For Ms. Newton, parent and student are just two of her roles; she also works three jobs. She serves as a lead crew member for Kent State’s Dining Services, a student registration assistant for the College of Education, Health and Human Services and a teaching assistant for Techniques of Food Production in Beall Hall. While this is daunting, she does have strong motivation.

“My kids keep me going,” Ms. Newton says. “I’m out here with no family, but it’s the support system from my kids and the LIFE program that helps push me through.”

In addition to informative programs, study sessions and a small scholarship, the Center for Adult and Veterans Services encourages students to attend scheduled study hours both at its office location and at a weekly event called Thursday Night Dinner and Study Hours at the Women’s Center. The study hour session is a collaboration between the Center for Adult and Veterans Services and the Women’s Center. Women’s Center staff members keep the students’ children occupied with games and crafts while their parents use that time to do homework with no distractions.
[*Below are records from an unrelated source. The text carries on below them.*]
//! Fixed-width integer extraction.
//!
//! Every raw value read from a preset or SysEx payload goes through
//! [`FieldReader::read_int`]; no other module indexes buffers directly.
//! Fields are little-endian and 1, 2 or 4 bytes wide. Signed fields use
//! two's-complement over their own width, so a 2-byte read of `0x8000`
//! yields `-32768`.

pub mod error;
pub mod reader;

pub use error::FieldError;
pub use reader::{FieldReader, read_int};

/// Width of a fixed-size integer field.
#[derive(Debug, Clone, Copy, PartialEq, Eq)]
pub enum Width {
    One,
    Two,
    Four,
}

impl Width {
    pub const fn len(self) -> usize {
        match self {
            Width::One => 1,
            Width::Two => 2,
            Width::Four => 4,
        }
    }
}

/// Location and interpretation of one raw little-endian value.
///
/// # Examples
/// ```
/// use dnprobe_core::field::FieldSpec;
///
/// let spec = FieldSpec::i16(0x3A);
/// assert_eq!(spec.end(), 0x3C);
/// assert!(spec.signed);
/// ```
#[derive(Debug, Clone, Copy, PartialEq, Eq)]
pub struct FieldSpec {
    pub offset: usize,
    pub width: Width,
    pub signed: bool,
}

impl FieldSpec {
    pub const fn new(offset: usize, width: Width, signed: bool) -> Self {
        Self {
            offset,
            width,
            signed,
        }
    }

    pub const fn u8(offset: usize) -> Self {
        Self::new(offset, Width::One, false)
    }

    pub const fn i8(offset: usize) -> Self {
        Self::new(offset, Width::One, true)
    }

    pub const fn u16(offset: usize) -> Self {
        Self::new(offset, Width::Two, false)
    }

    pub const fn i16(offset: usize) -> Self {
        Self::new(offset, Width::Two, true)
    }

    pub const fn u32(offset: usize) -> Self {
        Self::new(offset, Width::Four, false)
    }

    pub const fn i32(offset: usize) -> Self {
        Self::new(offset, Width::Four, true)
    }

    /// Exclusive end offset of the field.
    pub const fn end(&self) -> usize {
        self.offset + self.width.len()
    }
}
Dorothy Smith – also known as DJ – is a senior business management major with a 15-year-old son, and she absolutely loves the idea of Thursday Night Study Hours.
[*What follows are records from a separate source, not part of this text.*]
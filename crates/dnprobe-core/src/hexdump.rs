//! Offset/hex/ASCII diagnostic dumps.
//!
//! Lines follow the `hexdump -C` shape: an 8-digit offset, sixteen hex
//! columns with an extra gap after the eighth, then the ASCII rendering
//! between pipes. Short final lines are padded so the ASCII column stays
//! aligned.

pub const BYTES_PER_LINE: usize = 16;
const GROUP_SPLIT: usize = 8;

#[derive(Debug, Clone, Copy, PartialEq, Eq, Default)]
pub enum HexCase {
    #[default]
    Lower,
    Upper,
}

/// Rendering options for [`format_hex_dump`].
///
/// # Examples
/// ```
/// use dnprobe_core::hexdump::{HexCase, HexDumpStyle};
///
/// let style = HexDumpStyle::table();
/// assert_eq!(style.case, HexCase::Upper);
/// assert!(style.header);
/// ```
#[derive(Debug, Clone, Copy, PartialEq, Eq, Default)]
pub struct HexDumpStyle {
    pub case: HexCase,
    pub header: bool,
}

impl HexDumpStyle {
    /// Lowercase, no header.
    pub const fn canonical() -> Self {
        Self {
            case: HexCase::Lower,
            header: false,
        }
    }

    /// Uppercase with a column header and rule line.
    pub const fn table() -> Self {
        Self {
            case: HexCase::Upper,
            header: true,
        }
    }
}

/// One rendered row: up to sixteen bytes starting at `offset`.
#[derive(Debug, Clone, Copy, PartialEq, Eq)]
pub struct HexDumpLine<'a> {
    pub offset: usize,
    pub bytes: &'a [u8],
}

impl HexDumpLine<'_> {
    pub fn ascii(&self) -> String {
        self.bytes.iter().map(|b| printable_char(*b)).collect()
    }

    pub fn render(&self, case: HexCase) -> String {
        let cells = (0..BYTES_PER_LINE).map(|idx| match self.bytes.get(idx) {
            Some(byte) => match case {
                HexCase::Lower => format!("{byte:02x}"),
                HexCase::Upper => format!("{byte:02X}"),
            },
            None => "  ".to_string(),
        });
        let offset = match case {
            HexCase::Lower => format!("{:08x}", self.offset),
            HexCase::Upper => format!("{:08X}", self.offset),
        };
        format!("{offset}  {}  |{}|", join_columns(cells), self.ascii())
    }
}

/// Split a buffer into dump rows.
pub fn dump_lines(buffer: &[u8]) -> impl Iterator<Item = HexDumpLine<'_>> {
    buffer
        .chunks(BYTES_PER_LINE)
        .enumerate()
        .map(|(idx, bytes)| HexDumpLine {
            offset: idx * BYTES_PER_LINE,
            bytes,
        })
}

/// Render `buffer` as a newline-joined dump.
///
/// An empty buffer renders as an empty string, or as the header and rule
/// alone when the style requests a header.
///
/// # Examples
/// ```
/// use dnprobe_core::hexdump::{HexDumpStyle, format_hex_dump};
///
/// let dump = format_hex_dump(b"ABCDEFGHIJKLMNOP", &HexDumpStyle::canonical());
/// assert_eq!(
///     dump,
///     "00000000  41 42 43 44 45 46 47 48  49 4a 4b 4c 4d 4e 4f 50  |ABCDEFGHIJKLMNOP|"
/// );
/// ```
pub fn format_hex_dump(buffer: &[u8], style: &HexDumpStyle) -> String {
    let mut out = Vec::new();
    if style.header {
        let header = header_line(style.case);
        let rule = "-".repeat(header.len());
        out.push(header);
        out.push(rule);
    }
    out.extend(dump_lines(buffer).map(|line| line.render(style.case)));
    out.join("\n")
}

fn header_line(case: HexCase) -> String {
    let cells = (0..BYTES_PER_LINE).map(|idx| match case {
        HexCase::Lower => format!("{idx:02x}"),
        HexCase::Upper => format!("{idx:02X}"),
    });
    format!("{:<8}  {}  ASCII", "Offset", join_columns(cells))
}

fn join_columns(cells: impl Iterator<Item = String>) -> String {
    let mut out = String::with_capacity(BYTES_PER_LINE * 3 + 1);
    for (idx, cell) in cells.enumerate() {
        if idx > 0 {
            out.push(' ');
        }
        if idx == GROUP_SPLIT {
            out.push(' ');
        }
        out.push_str(&cell);
    }
    out
}

pub(crate) fn printable_char(byte: u8) -> char {
    if is_printable(byte) {
        byte as char
    } else {
        '.'
    }
}

pub(crate) fn is_printable(byte: u8) -> bool {
    (0x20..=0x7e).contains(&byte)
}

#[cfg(test)]
mod tests {
    use super::{HexDumpStyle, dump_lines, format_hex_dump};

    #[test]
    fn empty_buffer_without_header_is_empty() {
        assert_eq!(format_hex_dump(&[], &HexDumpStyle::canonical()), "");
    }

    #[test]
    fn empty_buffer_with_header_keeps_header_and_rule() {
        let dump = format_hex_dump(&[], &HexDumpStyle::table());
        let lines: Vec<_> = dump.lines().collect();
        assert_eq!(lines.len(), 2);
        assert!(lines[0].starts_with("Offset"));
        assert_eq!(lines[1].len(), lines[0].len());
        assert!(lines[1].chars().all(|c| c == '-'));
    }

    #[test]
    fn line_counts_follow_sixteen_byte_rows() {
        let style = HexDumpStyle::canonical();
        assert_eq!(format_hex_dump(&[0u8; 16], &style).lines().count(), 1);
        assert_eq!(format_hex_dump(&[0u8; 17], &style).lines().count(), 2);
    }

    #[test]
    fn ascii_column_renders_printable_bytes() {
        let bytes: Vec<u8> = (0x41..=0x50).collect();
        let line = dump_lines(&bytes).next().unwrap();
        assert_eq!(line.ascii(), "ABCDEFGHIJKLMNOP");
    }

    #[test]
    fn non_printable_bytes_render_as_dots() {
        let bytes = [
            0xf0, 0x00, 0x20, 0x3c, 0x0d, 0x00, 0x53, 0x01, 0x01, 0x00, 0x78, 0x3e, 0x6f, 0x3a,
            0x4e, 0x00,
        ];
        let dump = format_hex_dump(&bytes, &HexDumpStyle::canonical());
        assert!(dump.ends_with("|.. <..S...x>o:N.|"));
    }

    #[test]
    fn short_line_keeps_ascii_column_aligned() {
        let dump = format_hex_dump(&[0x41; 17], &HexDumpStyle::canonical());
        let lines: Vec<_> = dump.lines().collect();
        assert_eq!(lines[0].find('|'), lines[1].find('|'));
        assert_eq!(lines[1], format!("00000010  41{}  |A|", " ".repeat(46)));
    }

    #[test]
    fn full_row_has_gap_after_eighth_column() {
        let bytes: Vec<u8> = (0x41..=0x50).collect();
        assert_eq!(
            format_hex_dump(&bytes, &HexDumpStyle::canonical()),
            "00000000  41 42 43 44 45 46 47 48  49 4a 4b 4c 4d 4e 4f 50  |ABCDEFGHIJKLMNOP|"
        );
    }

    #[test]
    fn table_style_uses_uppercase() {
        let dump = format_hex_dump(&[0xab, 0xcd], &HexDumpStyle::table());
        let last = dump.lines().last().unwrap();
        assert!(last.starts_with("00000000  AB CD"));
    }

    #[test]
    fn header_columns_line_up_with_rows() {
        let dump = format_hex_dump(&[0u8; 16], &HexDumpStyle::table());
        let lines: Vec<_> = dump.lines().collect();
        assert_eq!(lines[0].find("0F"), lines[2].rfind("00  |"));
    }
}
“An hour and a half doesn’t seem like much,” Ms. Smith says. “But, being able to focus on your homework with no kids is a lot and incredible of them to do that.”

What makes the program successful is the commitment of hours that its staff puts in to help as many students as they can.

“The LIFE program forms communities and provides skills, health and wellness, and supports academic learning,” Mr. Rider says.

The Center for Adult and Veterans Services works with various types of nontraditional students and any single parent who wishes to take classes but does not have access to the resources needed to do so.

“It’s distinctively Kent State,” Mr. Rider says. “Our work is different every day, and it’s very rewarding when we grow closer to these students and see them overcome challenges.”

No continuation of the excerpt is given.